Stored data:
____________________

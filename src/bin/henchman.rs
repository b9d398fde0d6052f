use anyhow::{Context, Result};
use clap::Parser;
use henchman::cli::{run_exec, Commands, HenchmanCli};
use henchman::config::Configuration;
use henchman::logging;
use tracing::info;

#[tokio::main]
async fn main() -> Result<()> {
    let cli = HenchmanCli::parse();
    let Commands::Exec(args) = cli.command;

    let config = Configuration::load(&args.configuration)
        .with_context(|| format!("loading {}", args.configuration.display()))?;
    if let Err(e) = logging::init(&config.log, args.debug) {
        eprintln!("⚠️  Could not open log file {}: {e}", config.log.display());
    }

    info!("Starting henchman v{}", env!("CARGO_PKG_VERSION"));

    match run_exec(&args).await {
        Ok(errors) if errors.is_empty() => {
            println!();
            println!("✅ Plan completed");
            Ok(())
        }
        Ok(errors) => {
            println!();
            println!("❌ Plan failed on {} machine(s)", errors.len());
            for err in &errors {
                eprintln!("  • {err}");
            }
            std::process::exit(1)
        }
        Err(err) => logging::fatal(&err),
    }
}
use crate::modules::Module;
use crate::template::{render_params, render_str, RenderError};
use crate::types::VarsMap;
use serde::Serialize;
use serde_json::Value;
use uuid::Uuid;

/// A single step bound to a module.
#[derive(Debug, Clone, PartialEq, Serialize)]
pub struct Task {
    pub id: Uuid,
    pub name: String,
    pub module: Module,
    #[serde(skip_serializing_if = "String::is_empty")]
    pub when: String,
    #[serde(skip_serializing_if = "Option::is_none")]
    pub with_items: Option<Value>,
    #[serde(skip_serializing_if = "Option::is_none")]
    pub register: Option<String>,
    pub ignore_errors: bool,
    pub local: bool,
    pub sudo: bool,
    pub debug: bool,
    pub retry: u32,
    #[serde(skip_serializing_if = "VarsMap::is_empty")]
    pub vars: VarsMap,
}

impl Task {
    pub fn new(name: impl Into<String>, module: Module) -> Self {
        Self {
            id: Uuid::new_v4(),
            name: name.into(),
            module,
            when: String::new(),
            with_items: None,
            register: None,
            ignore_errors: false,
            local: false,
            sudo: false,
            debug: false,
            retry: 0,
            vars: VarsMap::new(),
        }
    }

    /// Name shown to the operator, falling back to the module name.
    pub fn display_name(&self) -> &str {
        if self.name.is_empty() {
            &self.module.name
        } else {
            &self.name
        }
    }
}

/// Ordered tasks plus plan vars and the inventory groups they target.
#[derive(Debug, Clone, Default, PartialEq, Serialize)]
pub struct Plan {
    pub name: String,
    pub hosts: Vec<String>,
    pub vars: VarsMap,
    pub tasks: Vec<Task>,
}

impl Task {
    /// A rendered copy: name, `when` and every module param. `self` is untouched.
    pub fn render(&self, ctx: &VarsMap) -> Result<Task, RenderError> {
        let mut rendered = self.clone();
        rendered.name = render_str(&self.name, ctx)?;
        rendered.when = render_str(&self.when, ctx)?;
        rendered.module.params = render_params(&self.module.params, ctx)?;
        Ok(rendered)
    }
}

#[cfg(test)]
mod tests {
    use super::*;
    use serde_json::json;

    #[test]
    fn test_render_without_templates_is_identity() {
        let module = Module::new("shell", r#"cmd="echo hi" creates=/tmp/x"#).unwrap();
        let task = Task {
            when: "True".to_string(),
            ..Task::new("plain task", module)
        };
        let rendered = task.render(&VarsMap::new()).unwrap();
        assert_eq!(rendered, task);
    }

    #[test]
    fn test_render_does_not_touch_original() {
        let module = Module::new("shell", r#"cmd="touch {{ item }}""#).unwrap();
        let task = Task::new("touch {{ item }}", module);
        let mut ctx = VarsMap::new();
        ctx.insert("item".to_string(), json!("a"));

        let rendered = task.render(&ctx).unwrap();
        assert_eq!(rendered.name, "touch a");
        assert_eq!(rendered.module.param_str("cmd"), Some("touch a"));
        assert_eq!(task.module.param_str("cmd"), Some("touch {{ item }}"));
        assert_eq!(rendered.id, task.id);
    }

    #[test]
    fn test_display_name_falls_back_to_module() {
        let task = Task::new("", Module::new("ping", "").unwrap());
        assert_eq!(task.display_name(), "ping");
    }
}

____________________

What this task involves:
Search the listing for the string "Result". Copy each line where it turns up.

Written response:
use anyhow::{Context, Result};
async fn main() -> Result<()> {
    pub fn render(&self, ctx: &VarsMap) -> Result<Task, RenderError> {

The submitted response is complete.